■ **THE RECORDS**
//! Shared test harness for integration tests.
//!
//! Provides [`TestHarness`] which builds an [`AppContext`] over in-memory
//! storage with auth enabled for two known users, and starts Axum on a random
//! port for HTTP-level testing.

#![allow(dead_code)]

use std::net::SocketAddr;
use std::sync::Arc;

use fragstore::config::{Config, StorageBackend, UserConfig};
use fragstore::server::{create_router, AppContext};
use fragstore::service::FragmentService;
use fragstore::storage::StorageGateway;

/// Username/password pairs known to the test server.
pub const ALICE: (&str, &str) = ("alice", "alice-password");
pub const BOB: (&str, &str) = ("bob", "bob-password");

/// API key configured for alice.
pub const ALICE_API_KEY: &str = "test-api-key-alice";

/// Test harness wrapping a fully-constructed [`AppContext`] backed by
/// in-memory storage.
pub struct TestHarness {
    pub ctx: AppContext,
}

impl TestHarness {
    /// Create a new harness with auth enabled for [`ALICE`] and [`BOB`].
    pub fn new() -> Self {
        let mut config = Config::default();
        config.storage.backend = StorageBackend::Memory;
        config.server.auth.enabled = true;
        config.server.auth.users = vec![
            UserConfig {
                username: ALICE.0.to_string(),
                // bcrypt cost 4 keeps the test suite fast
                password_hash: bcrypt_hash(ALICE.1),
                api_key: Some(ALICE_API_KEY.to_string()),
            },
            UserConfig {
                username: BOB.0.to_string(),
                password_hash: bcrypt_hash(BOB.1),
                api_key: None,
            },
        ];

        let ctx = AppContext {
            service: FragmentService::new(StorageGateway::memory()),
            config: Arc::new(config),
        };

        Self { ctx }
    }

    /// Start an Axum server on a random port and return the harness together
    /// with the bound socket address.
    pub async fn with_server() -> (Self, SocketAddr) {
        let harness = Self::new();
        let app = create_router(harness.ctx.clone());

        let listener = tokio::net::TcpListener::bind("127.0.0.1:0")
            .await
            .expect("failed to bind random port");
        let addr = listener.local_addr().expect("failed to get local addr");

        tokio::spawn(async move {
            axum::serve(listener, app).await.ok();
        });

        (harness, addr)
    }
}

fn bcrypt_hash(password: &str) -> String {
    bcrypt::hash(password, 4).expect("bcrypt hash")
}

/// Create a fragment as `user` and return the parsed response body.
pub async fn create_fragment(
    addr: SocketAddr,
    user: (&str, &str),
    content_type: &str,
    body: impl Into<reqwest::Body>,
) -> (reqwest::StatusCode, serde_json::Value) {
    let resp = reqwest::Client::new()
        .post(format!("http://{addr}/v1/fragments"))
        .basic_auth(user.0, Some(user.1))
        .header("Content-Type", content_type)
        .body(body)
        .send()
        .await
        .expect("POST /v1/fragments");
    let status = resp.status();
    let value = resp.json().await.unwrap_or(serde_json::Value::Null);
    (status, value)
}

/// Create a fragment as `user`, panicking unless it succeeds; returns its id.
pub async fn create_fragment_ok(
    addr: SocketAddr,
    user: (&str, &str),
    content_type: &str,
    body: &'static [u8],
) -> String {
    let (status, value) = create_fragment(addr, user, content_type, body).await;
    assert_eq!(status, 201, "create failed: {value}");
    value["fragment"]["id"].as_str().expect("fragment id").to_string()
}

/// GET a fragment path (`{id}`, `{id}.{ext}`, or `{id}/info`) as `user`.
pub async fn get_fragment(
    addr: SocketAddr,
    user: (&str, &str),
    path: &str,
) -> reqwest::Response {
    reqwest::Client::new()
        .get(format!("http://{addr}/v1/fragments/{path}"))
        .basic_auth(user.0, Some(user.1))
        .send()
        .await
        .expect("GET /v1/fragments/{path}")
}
==
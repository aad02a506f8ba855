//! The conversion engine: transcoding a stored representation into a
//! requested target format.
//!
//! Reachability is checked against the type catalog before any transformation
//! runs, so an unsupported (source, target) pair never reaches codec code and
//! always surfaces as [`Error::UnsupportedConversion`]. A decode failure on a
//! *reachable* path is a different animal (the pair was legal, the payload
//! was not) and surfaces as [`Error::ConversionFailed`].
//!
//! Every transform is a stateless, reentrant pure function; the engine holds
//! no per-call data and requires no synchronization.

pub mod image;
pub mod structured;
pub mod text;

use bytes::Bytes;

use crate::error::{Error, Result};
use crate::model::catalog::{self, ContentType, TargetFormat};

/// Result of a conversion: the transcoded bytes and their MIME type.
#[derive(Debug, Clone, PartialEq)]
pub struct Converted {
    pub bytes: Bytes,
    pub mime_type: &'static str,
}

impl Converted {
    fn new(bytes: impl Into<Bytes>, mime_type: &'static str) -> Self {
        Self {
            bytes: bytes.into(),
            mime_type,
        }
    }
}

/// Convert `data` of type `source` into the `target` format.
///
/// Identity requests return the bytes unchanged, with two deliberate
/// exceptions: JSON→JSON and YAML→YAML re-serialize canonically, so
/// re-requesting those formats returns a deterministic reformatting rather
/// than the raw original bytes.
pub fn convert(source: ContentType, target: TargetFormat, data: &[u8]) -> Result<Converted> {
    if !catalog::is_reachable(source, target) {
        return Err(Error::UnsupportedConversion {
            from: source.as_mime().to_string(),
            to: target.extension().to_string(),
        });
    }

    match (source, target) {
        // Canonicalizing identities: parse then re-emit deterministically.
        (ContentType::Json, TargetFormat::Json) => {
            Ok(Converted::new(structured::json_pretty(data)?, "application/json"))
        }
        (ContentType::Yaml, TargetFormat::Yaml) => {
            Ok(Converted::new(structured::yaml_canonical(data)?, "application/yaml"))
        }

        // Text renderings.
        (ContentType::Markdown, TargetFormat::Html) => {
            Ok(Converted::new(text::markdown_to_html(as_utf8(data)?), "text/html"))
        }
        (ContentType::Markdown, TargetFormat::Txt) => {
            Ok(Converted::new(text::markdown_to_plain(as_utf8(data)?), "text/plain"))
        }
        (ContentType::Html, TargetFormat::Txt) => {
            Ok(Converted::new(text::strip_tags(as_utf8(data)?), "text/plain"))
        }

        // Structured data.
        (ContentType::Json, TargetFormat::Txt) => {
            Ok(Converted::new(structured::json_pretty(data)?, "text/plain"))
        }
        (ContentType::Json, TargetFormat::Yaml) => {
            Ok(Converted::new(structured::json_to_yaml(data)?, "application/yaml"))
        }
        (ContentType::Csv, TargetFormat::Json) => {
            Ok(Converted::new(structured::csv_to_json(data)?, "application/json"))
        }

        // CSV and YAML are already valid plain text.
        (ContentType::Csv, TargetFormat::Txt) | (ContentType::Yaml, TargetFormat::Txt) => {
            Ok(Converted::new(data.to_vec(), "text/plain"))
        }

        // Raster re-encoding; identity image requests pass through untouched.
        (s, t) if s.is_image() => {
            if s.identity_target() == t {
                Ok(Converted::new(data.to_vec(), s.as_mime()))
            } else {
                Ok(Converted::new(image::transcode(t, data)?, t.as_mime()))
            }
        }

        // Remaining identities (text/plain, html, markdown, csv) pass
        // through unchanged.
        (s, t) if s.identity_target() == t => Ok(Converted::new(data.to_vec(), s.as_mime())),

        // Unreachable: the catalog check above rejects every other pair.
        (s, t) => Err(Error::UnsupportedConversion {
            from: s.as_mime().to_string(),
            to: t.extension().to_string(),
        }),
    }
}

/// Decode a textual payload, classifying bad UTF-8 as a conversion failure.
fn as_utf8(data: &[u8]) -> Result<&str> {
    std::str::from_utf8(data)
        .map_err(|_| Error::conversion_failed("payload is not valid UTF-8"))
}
---
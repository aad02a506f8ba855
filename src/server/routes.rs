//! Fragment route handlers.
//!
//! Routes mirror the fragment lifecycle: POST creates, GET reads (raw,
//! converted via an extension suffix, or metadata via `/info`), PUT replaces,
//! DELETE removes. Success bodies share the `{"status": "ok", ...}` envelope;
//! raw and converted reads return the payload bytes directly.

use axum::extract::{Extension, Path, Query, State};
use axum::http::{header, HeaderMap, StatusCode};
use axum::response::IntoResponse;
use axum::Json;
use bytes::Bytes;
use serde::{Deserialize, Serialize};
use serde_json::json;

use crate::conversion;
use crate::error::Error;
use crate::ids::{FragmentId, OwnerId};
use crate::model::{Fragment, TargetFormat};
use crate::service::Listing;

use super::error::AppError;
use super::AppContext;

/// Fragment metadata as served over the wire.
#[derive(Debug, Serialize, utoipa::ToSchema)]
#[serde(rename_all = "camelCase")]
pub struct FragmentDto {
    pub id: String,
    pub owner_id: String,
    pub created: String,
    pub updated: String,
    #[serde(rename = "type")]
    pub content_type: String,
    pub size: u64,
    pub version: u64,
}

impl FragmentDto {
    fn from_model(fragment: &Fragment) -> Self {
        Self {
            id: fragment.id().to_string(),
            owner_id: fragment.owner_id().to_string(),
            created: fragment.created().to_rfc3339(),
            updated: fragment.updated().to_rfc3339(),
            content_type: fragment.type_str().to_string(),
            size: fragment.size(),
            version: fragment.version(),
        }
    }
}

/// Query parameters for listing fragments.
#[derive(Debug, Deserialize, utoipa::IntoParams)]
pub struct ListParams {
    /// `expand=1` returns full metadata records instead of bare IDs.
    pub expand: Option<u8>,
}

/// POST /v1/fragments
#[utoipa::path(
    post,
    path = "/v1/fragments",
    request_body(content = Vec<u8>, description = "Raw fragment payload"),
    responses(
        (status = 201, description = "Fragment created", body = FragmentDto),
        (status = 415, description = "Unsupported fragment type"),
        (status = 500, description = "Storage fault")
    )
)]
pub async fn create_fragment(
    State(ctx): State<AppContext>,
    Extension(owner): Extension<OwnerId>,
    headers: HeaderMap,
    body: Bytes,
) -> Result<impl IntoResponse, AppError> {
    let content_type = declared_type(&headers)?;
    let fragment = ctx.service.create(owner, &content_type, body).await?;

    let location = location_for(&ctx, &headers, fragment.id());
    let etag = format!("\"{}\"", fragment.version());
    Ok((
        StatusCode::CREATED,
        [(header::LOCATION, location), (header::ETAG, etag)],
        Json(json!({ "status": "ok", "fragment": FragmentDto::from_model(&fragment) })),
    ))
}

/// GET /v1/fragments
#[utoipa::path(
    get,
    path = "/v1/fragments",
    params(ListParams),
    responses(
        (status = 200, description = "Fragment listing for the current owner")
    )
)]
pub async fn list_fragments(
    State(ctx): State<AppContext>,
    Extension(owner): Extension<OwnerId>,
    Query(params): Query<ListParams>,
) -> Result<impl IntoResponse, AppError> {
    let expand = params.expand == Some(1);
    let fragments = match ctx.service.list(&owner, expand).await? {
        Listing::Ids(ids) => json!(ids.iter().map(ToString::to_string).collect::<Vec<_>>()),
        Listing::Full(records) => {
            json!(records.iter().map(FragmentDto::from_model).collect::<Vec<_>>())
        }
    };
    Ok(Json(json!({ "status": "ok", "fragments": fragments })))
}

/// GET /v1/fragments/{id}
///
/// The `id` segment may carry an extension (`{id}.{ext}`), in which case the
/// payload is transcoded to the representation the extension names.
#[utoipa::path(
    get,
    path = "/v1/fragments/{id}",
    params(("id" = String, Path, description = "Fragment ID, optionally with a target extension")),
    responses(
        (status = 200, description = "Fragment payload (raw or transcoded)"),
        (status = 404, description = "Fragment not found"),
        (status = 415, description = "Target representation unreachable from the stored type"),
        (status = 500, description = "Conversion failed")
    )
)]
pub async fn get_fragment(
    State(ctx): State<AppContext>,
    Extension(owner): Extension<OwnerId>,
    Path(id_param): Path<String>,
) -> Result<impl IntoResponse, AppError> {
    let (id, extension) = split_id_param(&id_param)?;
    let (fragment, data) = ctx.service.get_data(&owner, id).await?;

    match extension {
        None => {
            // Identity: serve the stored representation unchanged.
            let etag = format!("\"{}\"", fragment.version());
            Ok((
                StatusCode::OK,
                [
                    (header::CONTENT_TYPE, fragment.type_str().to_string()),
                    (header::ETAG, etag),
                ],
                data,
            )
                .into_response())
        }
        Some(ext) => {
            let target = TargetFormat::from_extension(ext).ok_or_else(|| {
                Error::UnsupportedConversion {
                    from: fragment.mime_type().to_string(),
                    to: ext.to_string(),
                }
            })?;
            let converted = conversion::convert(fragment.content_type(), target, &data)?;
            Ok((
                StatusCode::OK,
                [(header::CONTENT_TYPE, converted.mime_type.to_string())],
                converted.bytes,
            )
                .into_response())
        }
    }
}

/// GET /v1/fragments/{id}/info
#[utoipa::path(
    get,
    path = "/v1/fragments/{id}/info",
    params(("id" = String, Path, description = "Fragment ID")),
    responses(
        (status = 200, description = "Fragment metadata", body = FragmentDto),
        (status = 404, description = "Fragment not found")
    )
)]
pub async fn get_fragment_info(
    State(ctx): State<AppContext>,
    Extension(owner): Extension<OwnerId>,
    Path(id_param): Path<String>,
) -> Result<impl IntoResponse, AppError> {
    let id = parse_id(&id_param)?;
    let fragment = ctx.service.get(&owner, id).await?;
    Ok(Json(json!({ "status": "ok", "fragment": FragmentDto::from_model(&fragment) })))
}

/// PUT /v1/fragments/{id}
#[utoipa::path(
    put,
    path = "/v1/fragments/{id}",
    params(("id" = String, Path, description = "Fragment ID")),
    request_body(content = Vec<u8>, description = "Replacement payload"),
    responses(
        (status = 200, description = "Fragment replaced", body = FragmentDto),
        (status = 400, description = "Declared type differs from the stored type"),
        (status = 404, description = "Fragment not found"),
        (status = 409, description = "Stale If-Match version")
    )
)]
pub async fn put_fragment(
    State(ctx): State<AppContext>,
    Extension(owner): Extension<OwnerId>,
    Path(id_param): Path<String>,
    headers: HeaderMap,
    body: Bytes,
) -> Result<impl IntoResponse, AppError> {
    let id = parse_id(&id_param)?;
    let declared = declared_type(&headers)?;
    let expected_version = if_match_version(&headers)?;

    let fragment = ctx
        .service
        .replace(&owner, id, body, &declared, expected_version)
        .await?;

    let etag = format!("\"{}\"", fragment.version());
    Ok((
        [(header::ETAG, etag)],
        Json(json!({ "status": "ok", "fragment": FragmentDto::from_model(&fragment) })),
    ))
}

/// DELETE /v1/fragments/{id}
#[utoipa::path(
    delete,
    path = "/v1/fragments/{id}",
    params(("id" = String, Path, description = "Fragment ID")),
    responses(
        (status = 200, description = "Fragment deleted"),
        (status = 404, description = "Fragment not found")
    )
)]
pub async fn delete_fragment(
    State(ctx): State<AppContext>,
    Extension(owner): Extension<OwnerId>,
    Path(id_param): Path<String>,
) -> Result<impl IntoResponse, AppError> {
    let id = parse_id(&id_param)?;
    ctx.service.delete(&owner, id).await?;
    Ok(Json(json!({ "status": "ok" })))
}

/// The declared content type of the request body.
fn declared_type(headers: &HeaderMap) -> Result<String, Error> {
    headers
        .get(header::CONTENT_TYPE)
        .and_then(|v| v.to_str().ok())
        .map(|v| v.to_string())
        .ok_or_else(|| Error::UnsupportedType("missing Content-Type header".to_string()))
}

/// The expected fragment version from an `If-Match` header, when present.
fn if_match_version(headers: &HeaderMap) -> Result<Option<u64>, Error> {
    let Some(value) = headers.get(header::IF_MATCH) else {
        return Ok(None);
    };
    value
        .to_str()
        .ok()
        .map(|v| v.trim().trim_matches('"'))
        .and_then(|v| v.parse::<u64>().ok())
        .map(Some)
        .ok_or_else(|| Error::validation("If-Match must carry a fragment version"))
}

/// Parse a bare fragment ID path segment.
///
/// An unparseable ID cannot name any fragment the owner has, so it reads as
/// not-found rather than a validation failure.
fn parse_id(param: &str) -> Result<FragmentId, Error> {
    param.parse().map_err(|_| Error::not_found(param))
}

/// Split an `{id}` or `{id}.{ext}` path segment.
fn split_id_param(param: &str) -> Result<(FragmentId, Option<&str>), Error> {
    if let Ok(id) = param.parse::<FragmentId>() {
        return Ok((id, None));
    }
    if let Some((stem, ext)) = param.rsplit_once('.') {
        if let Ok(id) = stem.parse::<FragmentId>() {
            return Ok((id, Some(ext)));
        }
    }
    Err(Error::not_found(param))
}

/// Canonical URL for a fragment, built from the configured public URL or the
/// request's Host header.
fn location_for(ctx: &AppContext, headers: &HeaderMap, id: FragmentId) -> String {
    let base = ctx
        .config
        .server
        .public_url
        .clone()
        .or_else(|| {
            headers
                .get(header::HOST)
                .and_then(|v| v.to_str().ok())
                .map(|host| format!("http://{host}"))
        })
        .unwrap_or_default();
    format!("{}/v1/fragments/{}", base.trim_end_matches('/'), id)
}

■ **AIM OF THE TASK**
State the number of lines in the records that include the word "derive", and add nothing to it.

■ **EXERCISE RESPONSE**
3